use serde::{Deserialize, Serialize};
use std::fmt;
use uuid::Uuid;

/// Stable 48-bit BLE device address.
///
/// Platform handles never leave the transport backend; everything above it
/// compares peripherals by this value.
#[derive(Debug, Clone, Copy, PartialEq, Eq, Hash, PartialOrd, Ord, Serialize, Deserialize)]
pub struct DeviceAddress(u64);

impl DeviceAddress {
    pub fn new(raw: u64) -> Self {
        Self(raw & 0xFFFF_FFFF_FFFF)
    }

    pub fn as_u64(&self) -> u64 {
        self.0
    }
}

impl fmt::Display for DeviceAddress {
    fn fmt(&self, f: &mut fmt::Formatter<'_>) -> fmt::Result {
        let b = self.0.to_be_bytes();
        write!(
            f,
            "{:02X}:{:02X}:{:02X}:{:02X}:{:02X}:{:02X}",
            b[2], b[3], b[4], b[5], b[6], b[7]
        )
    }
}

/// A peripheral observed during a scan window.
#[derive(Debug, Clone, PartialEq, Serialize, Deserialize)]
pub struct PeripheralIdentity {
    pub address: DeviceAddress,
    pub name: Option<String>,
    pub rssi: Option<i16>,
}

impl PeripheralIdentity {
    pub fn new(address: DeviceAddress, name: Option<String>) -> Self {
        Self {
            address,
            name,
            rssi: None,
        }
    }

    pub fn display_name(&self) -> &str {
        self.name.as_deref().unwrap_or("Unknown")
    }
}

/// Ordered, duplicate-free list of peripherals seen since the last scan start.
pub type ScanSnapshot = Vec<PeripheralIdentity>;

#[derive(Debug, Clone, Copy, PartialEq, Eq, Serialize, Deserialize)]
pub enum ConnectionStatus {
    Uninitialized,
    Scanning,
    Connecting,
    ServiceDiscovery,
    Connected,
    Disconnecting,
    Disconnected,
}

impl ConnectionStatus {
    /// True while a connection attempt holds the radio.
    pub fn is_establishing(&self) -> bool {
        matches!(self, Self::Connecting | Self::ServiceDiscovery)
    }

    /// True for any state in which a link exists or is being built.
    pub fn has_link(&self) -> bool {
        matches!(
            self,
            Self::Connecting | Self::ServiceDiscovery | Self::Connected
        )
    }

    pub fn is_idle(&self) -> bool {
        matches!(self, Self::Uninitialized | Self::Disconnected)
    }
}

#[derive(Debug, Clone, Copy, PartialEq, Eq, Hash, Serialize, Deserialize)]
pub enum CharacteristicDirection {
    Read,
    Write,
    Notify,
}

/// A resolved (service, characteristic, direction) triple.
///
/// Only valid for the connection it was resolved on.
#[derive(Debug, Clone, Copy, PartialEq, Eq, Hash)]
pub struct GattEndpoint {
    pub service: Uuid,
    pub characteristic: Uuid,
    pub direction: CharacteristicDirection,
}

/// Service as reported by the transport during discovery.
#[derive(Debug, Clone, PartialEq, Eq)]
pub struct GattService {
    pub uuid: Uuid,
    pub characteristics: Vec<Uuid>,
}

/// Endpoints of the control service found on the current connection.
#[derive(Debug, Clone, Default, PartialEq, Eq)]
pub struct ResolvedEndpoints {
    pub read: Option<GattEndpoint>,
    pub write: Option<GattEndpoint>,
    pub notify: Option<GattEndpoint>,
}

impl ResolvedEndpoints {
    pub fn is_complete(&self) -> bool {
        self.read.is_some() && self.write.is_some() && self.notify.is_some()
    }
}

/// Joystick sample, both axes in [-100, 100].
#[derive(Debug, Clone, Copy, PartialEq, Eq, Default)]
pub struct AxisControl {
    pub x: i16,
    pub y: i16,
}

impl AxisControl {
    pub const LIMIT: i16 = 100;

    pub fn new(x: i16, y: i16) -> Self {
        Self {
            x: x.clamp(-Self::LIMIT, Self::LIMIT),
            y: y.clamp(-Self::LIMIT, Self::LIMIT),
        }
    }

    /// Builds a sample from two joystick positions in [0, 100]: throttle on
    /// the vertical stick (0 = top), direction on the horizontal one.
    pub fn from_normalized(throttle: u8, direction: u8) -> Self {
        let y = 100 - i16::from(throttle.min(100)) * 2;
        let x = i16::from(direction.min(100)) * 2 - 100;
        Self::new(x, y)
    }
}

/// Balance controller tuning sent to the robot.
#[derive(Debug, Clone, Copy, PartialEq, Default, Serialize, Deserialize)]
pub struct PidSettings {
    pub kp: f32,
    pub ki: f32,
    pub kd: f32,
    pub center_angle: f32,
    pub safety_limits: f32,
}

/// How the dispatcher may treat a command that is still waiting for the link.
#[derive(Debug, Clone, Copy, PartialEq, Eq)]
pub enum DeliveryClass {
    /// Only the newest pending value matters.
    Coalescible,
    /// Every command must be written, in order.
    MustDeliver,
}

#[derive(Debug, Clone, Copy, PartialEq)]
pub enum OutboundCommand {
    AxisControl(AxisControl),
    PidSettings(PidSettings),
}

impl OutboundCommand {
    pub fn delivery_class(&self) -> DeliveryClass {
        match self {
            Self::AxisControl(_) => DeliveryClass::Coalescible,
            Self::PidSettings(_) => DeliveryClass::MustDeliver,
        }
    }
}

impl From<AxisControl> for OutboundCommand {
    fn from(axis: AxisControl) -> Self {
        Self::AxisControl(axis)
    }
}

impl From<PidSettings> for OutboundCommand {
    fn from(pid: PidSettings) -> Self {
        Self::PidSettings(pid)
    }
}

/// Decoded robot state from one notification.
#[derive(Debug, Clone, Copy, PartialEq, Default)]
pub struct TelemetryFrame {
    pub pitch: f32,
    pub roll: f32,
    pub yaw: f32,
    pub speed_left: i16,
    pub speed_right: i16,
    /// Present when the robot echoes its active tuning.
    pub pid: Option<PidSettings>,
}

▶ ASSIGNMENT: Copy down each line in the entries that has the word "impl".

▶ ANSWER FOR THE TASK:
impl DeviceAddress {
impl fmt::Display for DeviceAddress {
impl PeripheralIdentity {
impl ConnectionStatus {
impl ResolvedEndpoints {
impl AxisControl {
impl OutboundCommand {
impl From<AxisControl> for OutboundCommand {
impl From<PidSettings> for OutboundCommand {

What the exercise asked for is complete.